## Overview

**Brute force approach.** All data is just a sequence of bits. Can treat key as a gigantic number and use it as an array index. Requires exponentially large amounts of memory.

**Hashing.** Instead of using the entire key, represent entire key by a smaller value. In Java, we hash objects with a hashCode() method that returns an integer (32 bit) representation of the object.

**hashCode() to index conversion.** To use hashCode() results as an index, we must convert the hashCode() to a valid index. Modulus does not work since hashCode may be negative. Taking the absolute value then the modulus also doesn't work since Math.abs(Integer.MIN_VALUE) is negative. Typical approach: use hashCode & 0x7FFFFFFF instead before taking the modulus.

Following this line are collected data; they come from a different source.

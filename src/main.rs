use memo_gallery::cli::args::Args;
// src/main.rs
use anyhow::Result;
use clap::Parser;
use tracing::Level;
use tracing_subscriber::EnvFilter;

fn main() -> Result<()> {
    let args = Args::parse();

    // Initialize logging based on verbosity
    let filter = match args.verbose {
        0 => Level::INFO,
        1 => Level::DEBUG,
        _ => Level::TRACE,
    };

    tracing_subscriber::fmt()
        .with_writer(std::io::stderr)
        .with_env_filter(
            EnvFilter::from_default_env()
                .add_directive(format!("memo_gallery={}", filter).parse()?),
        )
        .init();

    memo_gallery::run(args)
}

**Hash function.** Converts a key to a value between 0 and M-1. In Java, this means calling hashCode(), setting the sign bit to 0, then taking the modulus.

**Designing good hash functions.** Requires a blending of sophisticated mathematics and clever engineering; beyond the scope of this course. Most important guideline is to use all the bits in the key. If hashCode() is known and easy to invert, adversary can design a sequence of inputs that result in everything being placed in one bin. Or if hashCode() is just plain bad, same thing can happen.

**Uniform hashing assumption.** For our analyses below, we assumed that our hash function distributes all input data evenly across bins. This is a strong assumption and never exactly satisfied in practice.

**Collision resolution.** Two philosophies for resolving collisions discussed in class: Separate (a.k.a. external) chaining and 'open addressing'.

**Separate-chaining hash table.** Key-value pairs are stored in a linked list of nodes of length M. Hash function tells us which of these linked lists to use. Get and insert both require potentially scanning through entire list.

**Resizing separate chaining hash tables.** Understand how resizing may lead to objects moving from one linked list to another. Primary goal is so that M is always proportional to N, i.e. maintaining a load factor bounded above by some constant.

**Performance of separate-chaining hash tables.** Cost of a given get, insert, or delete is given by number of entries in the linked list that must be examined.

- The expected amortized search and insert time (assuming items are distributed evenly) is N / M, which is no larger than some constant (due to resizing).

**Linear-probing hash tables.** We didn't go over this in detail in 61B, but it's where you use empty array entries to handle collisions, e.g. linear probing. Not required for exam.

## Recommended Problems

## Example Implementations

### C level

[Adapted from Textbook 3.4.5] Is the following implementation of hashCode() legal?

`public int hashCode() { return 17; }`

If so, describe the effect of using it. If not, explain why.

### B level

- HW7.
- Problem 2 of the Fall 2014 midterm.

### A level

One strategy discussed in class for hashing objects containing multiple pieces of data is as follows (in pseudocode), where x.get(i) returns the ith piece of data in x:

int hashCode = 0; for (int i = 0; i < x.length; i += 1) {

`hashCode *= R; hashCode += x.get(i).hashCode(); hashCode = hashCode % M;`

} return hashCode;

Effectively, we're summing each piece of data multiplied by a different power of R. In class, we used R = 31, and M is the number of buckets. Explain why the idea above does not work well if M = 31 (or some power of 31).

- If we start with a hash table of size 2 and double when the load factor exceeds some constant. Why is this procedure for setting sizes suboptimal from the perspective of utilizing all of the bits of the hashCode?
- [Adapted from textbook 3.4.23] Suppose that we hash strings as described in A-level problem 1, using R = 256 and M = 255. Show that any permutation of letters within a string hashes to the same value. Why is this a bad thing?
- Find 2 strings in Java that hash to the same value (writing code is probably best).
- CS61B Fall 2009 midterm, #4 (really beautiful problem)
- Explan why the approach in A-level question 1 works better if we initially start the hashCode at 1 instead of 0.

### A+ level

- Give a simple procedure that can be carried out by hand that takes a Java string X and finds another Java string Y with the same hashCode().